§ **WHAT YOU SHOULD DO**
Show every line of the data that contains the string "NegotiationBroadcast".

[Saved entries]
_____
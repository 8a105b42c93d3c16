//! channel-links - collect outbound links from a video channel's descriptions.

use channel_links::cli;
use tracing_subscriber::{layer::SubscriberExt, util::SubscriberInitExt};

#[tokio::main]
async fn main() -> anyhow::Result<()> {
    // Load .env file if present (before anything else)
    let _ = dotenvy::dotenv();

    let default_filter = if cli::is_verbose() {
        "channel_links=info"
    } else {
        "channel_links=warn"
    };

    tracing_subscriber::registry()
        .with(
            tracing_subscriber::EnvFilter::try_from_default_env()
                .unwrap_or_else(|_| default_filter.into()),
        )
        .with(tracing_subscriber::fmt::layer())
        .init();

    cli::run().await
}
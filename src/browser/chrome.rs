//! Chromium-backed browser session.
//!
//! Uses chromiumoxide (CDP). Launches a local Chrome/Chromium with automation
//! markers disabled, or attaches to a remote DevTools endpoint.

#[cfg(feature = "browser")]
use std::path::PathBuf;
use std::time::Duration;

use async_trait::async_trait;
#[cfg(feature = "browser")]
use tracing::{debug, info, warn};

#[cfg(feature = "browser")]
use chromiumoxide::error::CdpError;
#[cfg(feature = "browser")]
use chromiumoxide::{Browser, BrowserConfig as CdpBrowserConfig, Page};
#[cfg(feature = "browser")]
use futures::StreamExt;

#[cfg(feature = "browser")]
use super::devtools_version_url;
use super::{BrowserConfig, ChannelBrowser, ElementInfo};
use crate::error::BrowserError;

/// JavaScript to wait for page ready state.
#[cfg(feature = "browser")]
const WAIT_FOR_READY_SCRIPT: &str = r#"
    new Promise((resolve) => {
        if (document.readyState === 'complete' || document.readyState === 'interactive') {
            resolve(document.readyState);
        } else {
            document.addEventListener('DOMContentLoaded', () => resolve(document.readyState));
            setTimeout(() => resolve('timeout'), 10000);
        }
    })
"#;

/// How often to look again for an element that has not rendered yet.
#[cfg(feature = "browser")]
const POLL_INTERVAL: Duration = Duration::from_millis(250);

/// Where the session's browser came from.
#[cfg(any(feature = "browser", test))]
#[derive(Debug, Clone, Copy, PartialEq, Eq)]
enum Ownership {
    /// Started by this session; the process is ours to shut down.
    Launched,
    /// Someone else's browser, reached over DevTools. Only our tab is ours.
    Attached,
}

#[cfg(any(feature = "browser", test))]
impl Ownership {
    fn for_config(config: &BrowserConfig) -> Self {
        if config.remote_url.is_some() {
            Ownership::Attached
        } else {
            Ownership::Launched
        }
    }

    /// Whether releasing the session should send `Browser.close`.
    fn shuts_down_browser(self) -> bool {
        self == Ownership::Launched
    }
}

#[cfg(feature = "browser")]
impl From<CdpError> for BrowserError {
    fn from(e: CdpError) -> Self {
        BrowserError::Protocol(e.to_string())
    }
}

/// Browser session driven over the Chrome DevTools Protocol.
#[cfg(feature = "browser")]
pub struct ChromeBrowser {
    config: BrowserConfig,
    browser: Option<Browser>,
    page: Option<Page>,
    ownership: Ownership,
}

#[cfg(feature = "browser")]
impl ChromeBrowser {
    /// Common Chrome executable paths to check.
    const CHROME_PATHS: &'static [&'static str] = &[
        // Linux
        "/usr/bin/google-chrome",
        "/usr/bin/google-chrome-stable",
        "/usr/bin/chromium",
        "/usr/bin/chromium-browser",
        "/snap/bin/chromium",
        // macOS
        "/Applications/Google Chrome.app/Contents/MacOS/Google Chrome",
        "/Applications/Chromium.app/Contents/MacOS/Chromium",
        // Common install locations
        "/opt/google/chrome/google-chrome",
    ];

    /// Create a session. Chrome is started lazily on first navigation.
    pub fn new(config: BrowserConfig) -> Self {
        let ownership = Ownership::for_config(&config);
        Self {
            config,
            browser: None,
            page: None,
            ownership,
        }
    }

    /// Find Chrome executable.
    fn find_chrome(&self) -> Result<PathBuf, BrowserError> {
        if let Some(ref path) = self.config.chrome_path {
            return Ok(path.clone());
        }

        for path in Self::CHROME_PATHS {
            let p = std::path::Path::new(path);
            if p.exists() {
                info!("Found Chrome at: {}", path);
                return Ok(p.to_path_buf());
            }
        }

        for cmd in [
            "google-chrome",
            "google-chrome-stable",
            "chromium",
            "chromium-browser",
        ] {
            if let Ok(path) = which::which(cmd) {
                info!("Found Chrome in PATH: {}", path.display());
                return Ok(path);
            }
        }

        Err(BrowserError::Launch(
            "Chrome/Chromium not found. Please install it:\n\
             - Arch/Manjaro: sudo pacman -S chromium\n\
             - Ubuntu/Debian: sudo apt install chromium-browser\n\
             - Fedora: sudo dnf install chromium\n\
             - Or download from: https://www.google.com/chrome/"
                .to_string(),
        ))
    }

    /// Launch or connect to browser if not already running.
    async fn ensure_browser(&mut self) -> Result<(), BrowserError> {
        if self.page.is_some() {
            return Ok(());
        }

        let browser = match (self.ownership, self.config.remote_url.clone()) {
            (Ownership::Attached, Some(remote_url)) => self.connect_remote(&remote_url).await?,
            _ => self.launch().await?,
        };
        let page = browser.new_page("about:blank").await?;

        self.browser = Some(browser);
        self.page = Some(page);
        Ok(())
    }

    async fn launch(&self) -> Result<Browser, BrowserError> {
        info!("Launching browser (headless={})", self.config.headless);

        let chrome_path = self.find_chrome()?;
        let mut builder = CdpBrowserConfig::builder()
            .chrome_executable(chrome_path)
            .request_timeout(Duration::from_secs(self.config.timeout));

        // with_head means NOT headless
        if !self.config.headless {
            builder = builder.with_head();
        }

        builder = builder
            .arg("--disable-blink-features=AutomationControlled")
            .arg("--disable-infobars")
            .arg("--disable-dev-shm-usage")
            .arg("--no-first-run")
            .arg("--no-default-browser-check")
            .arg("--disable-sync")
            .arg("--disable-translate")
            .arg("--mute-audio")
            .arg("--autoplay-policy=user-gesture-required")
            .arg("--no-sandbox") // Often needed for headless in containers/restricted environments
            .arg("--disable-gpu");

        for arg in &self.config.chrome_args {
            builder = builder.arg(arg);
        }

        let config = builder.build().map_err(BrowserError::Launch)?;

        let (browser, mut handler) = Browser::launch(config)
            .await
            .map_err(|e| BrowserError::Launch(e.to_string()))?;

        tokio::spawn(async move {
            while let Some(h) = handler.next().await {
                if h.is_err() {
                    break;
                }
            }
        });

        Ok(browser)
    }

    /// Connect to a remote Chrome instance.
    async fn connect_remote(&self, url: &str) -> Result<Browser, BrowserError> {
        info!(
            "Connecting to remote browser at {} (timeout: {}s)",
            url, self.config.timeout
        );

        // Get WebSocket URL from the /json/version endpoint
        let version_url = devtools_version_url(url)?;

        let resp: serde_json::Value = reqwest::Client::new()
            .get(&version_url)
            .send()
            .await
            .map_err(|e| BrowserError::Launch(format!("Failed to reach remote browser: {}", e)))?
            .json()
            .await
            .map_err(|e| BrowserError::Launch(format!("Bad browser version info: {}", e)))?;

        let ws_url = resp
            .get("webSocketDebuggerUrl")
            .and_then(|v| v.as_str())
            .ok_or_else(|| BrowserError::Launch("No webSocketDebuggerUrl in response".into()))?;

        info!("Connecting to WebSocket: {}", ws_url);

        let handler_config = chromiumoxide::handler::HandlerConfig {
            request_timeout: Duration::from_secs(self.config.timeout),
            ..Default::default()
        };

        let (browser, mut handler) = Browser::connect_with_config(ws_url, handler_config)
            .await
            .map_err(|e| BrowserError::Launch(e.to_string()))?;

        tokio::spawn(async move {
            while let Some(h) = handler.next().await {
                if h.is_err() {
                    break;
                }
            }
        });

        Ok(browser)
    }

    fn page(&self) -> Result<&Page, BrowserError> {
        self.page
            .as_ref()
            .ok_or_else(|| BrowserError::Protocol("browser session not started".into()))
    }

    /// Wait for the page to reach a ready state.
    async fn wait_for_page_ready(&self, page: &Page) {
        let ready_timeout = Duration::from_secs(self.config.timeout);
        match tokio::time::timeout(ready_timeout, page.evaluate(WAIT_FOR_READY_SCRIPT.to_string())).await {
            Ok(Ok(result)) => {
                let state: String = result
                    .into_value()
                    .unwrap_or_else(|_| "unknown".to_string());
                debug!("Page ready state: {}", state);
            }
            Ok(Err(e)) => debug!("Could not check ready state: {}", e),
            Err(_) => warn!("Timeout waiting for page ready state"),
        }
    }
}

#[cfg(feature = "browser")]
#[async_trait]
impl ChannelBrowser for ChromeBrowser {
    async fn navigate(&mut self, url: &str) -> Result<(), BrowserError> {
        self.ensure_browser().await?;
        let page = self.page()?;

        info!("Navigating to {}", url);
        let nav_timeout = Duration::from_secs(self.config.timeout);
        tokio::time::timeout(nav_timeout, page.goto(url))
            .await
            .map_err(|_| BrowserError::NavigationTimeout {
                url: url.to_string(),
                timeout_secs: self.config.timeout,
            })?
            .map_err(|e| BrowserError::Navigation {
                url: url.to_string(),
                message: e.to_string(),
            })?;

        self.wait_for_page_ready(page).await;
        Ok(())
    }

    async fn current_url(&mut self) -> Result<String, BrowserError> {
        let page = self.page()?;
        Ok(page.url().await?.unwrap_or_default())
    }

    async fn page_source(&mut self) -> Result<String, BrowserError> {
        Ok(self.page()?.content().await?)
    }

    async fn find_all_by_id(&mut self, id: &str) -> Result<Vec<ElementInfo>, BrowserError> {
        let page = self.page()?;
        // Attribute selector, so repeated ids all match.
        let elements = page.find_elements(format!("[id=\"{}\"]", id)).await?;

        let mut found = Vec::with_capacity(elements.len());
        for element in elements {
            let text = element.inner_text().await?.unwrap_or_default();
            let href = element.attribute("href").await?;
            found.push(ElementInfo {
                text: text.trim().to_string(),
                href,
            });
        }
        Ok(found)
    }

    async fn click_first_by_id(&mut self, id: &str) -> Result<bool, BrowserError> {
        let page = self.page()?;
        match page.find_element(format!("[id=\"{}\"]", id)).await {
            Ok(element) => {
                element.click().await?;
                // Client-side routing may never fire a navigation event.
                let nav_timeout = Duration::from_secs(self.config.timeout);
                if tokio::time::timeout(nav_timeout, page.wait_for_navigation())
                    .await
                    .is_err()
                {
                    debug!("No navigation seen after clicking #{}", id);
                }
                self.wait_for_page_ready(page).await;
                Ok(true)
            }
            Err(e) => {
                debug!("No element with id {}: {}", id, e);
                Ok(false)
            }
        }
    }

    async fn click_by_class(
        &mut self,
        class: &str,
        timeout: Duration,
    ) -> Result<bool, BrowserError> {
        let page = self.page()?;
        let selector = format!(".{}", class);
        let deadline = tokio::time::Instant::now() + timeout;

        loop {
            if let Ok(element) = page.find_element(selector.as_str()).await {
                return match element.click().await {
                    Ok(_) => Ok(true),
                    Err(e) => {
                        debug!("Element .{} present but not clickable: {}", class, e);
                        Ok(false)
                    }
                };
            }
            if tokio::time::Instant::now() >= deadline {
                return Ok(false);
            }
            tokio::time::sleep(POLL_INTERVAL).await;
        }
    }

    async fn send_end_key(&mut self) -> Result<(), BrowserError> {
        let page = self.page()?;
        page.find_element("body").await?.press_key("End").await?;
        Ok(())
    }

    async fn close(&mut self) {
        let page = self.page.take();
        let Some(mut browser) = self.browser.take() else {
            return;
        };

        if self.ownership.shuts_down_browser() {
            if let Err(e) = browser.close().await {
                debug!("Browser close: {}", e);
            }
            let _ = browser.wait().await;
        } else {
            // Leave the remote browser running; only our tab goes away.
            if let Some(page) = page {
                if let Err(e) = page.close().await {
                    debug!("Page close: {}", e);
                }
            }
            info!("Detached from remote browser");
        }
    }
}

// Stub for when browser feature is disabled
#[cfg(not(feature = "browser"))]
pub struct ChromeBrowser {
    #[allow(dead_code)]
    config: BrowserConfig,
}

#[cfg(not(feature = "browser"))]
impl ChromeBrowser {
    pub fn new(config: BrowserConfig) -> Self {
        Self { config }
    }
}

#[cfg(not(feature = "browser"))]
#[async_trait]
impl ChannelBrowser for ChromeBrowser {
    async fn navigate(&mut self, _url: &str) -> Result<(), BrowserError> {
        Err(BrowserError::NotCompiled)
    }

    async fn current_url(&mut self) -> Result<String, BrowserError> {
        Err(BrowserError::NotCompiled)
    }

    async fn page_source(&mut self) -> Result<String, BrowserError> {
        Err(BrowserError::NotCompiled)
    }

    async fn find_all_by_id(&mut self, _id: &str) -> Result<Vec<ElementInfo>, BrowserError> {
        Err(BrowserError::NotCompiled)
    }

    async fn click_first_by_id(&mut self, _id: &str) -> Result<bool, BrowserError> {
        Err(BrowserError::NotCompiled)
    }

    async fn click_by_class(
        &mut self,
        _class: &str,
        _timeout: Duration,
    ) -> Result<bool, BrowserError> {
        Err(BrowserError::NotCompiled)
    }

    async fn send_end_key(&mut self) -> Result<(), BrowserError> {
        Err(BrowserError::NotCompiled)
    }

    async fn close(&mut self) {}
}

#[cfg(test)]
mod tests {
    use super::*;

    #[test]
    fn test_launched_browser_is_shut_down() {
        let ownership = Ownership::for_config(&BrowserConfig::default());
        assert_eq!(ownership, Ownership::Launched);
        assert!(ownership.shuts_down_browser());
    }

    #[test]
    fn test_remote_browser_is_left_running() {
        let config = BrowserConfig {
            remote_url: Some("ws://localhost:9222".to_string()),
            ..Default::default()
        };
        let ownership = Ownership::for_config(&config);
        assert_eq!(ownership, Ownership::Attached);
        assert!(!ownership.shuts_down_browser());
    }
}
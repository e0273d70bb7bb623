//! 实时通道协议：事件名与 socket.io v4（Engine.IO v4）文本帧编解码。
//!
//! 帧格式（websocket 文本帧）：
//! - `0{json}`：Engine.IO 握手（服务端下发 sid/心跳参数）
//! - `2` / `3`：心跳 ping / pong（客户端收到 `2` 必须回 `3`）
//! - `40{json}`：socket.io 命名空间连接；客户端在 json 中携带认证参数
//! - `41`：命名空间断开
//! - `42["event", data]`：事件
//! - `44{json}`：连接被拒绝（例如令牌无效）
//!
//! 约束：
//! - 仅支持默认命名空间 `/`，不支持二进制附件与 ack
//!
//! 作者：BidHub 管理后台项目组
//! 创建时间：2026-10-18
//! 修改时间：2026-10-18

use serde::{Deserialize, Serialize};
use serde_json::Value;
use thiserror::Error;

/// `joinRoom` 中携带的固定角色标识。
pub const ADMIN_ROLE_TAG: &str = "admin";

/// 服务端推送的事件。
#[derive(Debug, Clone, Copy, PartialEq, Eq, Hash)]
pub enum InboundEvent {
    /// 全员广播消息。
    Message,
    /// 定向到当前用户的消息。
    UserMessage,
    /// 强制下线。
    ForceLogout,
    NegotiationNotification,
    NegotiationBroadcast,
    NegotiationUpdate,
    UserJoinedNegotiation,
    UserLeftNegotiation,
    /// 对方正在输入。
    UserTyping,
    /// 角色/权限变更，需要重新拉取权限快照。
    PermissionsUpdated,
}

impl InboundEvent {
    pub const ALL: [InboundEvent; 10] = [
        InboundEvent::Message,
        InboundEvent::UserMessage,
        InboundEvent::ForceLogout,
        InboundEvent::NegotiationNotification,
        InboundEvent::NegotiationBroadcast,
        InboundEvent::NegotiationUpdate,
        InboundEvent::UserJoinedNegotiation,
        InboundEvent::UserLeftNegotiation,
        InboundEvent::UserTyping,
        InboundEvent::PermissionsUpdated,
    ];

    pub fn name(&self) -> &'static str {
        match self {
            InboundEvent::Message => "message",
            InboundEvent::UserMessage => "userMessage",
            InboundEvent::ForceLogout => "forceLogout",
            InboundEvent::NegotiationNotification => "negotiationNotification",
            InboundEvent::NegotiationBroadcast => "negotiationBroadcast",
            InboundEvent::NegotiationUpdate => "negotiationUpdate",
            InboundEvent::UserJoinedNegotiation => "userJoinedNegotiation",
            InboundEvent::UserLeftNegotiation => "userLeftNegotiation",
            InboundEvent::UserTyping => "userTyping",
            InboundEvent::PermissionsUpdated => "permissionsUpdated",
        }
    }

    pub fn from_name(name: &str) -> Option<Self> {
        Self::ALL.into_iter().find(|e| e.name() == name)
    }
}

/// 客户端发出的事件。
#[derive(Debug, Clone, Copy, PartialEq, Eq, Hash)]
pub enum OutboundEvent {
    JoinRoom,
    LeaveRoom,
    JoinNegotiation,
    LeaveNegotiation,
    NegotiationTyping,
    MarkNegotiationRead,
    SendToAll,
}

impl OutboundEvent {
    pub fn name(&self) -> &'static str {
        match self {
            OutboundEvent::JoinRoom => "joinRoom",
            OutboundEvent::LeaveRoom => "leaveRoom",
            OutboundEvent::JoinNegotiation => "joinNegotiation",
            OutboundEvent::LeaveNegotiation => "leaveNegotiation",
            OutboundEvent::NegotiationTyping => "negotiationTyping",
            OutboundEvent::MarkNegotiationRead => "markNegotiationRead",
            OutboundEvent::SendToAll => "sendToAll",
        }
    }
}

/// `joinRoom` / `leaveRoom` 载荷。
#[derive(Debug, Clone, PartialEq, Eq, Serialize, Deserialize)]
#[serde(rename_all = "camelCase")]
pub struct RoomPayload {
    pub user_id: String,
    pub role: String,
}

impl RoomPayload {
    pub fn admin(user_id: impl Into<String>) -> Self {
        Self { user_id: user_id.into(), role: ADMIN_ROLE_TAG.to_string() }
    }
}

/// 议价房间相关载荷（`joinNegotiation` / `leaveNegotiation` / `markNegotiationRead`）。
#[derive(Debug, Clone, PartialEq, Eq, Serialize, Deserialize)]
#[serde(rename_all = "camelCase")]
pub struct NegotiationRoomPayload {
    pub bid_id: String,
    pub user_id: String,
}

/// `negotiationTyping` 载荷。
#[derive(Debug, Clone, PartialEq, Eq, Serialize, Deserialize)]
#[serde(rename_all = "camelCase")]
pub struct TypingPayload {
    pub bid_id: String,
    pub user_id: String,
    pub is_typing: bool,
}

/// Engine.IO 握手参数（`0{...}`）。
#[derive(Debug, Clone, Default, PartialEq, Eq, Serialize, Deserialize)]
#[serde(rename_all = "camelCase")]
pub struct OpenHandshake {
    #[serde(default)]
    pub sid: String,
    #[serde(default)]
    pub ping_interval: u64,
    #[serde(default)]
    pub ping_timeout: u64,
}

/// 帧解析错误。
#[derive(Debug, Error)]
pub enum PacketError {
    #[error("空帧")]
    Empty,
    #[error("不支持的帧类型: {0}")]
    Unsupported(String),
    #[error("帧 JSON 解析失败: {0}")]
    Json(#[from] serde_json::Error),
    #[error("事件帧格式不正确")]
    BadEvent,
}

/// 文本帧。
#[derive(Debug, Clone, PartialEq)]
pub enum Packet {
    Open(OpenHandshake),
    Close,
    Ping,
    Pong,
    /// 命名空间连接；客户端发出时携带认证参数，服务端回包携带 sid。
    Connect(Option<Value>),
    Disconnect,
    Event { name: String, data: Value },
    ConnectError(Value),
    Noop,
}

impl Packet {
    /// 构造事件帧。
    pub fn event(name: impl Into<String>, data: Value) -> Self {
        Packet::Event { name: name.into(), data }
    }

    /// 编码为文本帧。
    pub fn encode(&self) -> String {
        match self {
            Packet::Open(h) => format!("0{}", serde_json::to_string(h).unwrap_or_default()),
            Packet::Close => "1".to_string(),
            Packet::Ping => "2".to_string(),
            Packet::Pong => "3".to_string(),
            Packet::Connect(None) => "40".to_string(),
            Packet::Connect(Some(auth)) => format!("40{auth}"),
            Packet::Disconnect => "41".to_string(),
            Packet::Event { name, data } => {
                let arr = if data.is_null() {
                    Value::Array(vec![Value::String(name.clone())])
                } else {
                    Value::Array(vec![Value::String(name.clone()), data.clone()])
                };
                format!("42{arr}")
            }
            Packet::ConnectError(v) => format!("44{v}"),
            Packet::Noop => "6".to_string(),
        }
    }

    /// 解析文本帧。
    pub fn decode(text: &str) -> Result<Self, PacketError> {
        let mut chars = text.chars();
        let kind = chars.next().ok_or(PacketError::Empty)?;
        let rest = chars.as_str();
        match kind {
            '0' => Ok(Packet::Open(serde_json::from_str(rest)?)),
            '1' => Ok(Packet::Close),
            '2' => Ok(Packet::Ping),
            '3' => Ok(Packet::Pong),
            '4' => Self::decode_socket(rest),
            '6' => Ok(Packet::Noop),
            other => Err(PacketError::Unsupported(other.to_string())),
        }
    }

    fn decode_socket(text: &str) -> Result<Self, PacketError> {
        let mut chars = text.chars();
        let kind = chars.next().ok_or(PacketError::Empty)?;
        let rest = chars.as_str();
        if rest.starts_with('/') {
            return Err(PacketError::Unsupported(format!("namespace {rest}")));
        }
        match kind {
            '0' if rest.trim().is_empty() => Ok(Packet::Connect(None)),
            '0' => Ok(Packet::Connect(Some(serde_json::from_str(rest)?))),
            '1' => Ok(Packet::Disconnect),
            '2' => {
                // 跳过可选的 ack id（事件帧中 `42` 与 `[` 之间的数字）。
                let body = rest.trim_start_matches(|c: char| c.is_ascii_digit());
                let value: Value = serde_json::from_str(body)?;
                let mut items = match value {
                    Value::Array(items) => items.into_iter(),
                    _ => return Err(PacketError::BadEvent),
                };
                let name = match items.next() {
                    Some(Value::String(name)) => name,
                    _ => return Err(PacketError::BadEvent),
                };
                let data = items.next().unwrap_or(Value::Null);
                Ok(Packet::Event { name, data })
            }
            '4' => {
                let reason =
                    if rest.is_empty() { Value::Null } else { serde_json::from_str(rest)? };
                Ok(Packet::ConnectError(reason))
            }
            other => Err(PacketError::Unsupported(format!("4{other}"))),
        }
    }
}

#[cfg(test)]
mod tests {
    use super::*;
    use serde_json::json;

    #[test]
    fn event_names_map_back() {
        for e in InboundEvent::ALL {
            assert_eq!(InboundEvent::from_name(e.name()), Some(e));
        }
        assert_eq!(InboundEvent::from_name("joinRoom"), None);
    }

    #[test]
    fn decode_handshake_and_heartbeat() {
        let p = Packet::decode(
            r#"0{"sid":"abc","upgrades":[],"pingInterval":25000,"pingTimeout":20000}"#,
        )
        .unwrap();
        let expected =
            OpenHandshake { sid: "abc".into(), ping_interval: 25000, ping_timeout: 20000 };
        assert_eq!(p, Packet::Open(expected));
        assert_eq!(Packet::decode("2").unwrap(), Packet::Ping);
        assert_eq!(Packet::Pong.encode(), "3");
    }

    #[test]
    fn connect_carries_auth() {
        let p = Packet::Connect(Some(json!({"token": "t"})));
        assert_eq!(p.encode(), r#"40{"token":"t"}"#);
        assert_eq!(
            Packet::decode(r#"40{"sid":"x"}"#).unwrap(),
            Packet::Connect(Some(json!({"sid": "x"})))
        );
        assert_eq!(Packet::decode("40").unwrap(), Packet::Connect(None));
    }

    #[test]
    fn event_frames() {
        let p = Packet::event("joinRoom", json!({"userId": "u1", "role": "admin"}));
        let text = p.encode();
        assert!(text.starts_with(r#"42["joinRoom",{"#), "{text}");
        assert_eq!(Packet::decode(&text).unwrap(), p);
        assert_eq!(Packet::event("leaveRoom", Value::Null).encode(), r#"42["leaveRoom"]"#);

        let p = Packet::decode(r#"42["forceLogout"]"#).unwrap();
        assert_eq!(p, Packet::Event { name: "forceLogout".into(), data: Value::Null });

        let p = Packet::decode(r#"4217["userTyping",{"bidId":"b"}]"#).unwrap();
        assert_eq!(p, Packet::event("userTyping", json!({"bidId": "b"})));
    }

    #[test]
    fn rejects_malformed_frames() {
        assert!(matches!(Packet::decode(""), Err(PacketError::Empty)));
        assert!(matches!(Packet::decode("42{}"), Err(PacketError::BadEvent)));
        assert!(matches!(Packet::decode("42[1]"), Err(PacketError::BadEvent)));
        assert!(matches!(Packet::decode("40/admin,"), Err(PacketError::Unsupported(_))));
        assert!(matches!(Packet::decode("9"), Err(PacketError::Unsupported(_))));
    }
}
_____
§ **SOLUTION**
    NegotiationBroadcast,
        InboundEvent::NegotiationBroadcast,
            InboundEvent::NegotiationBroadcast => "negotiationBroadcast",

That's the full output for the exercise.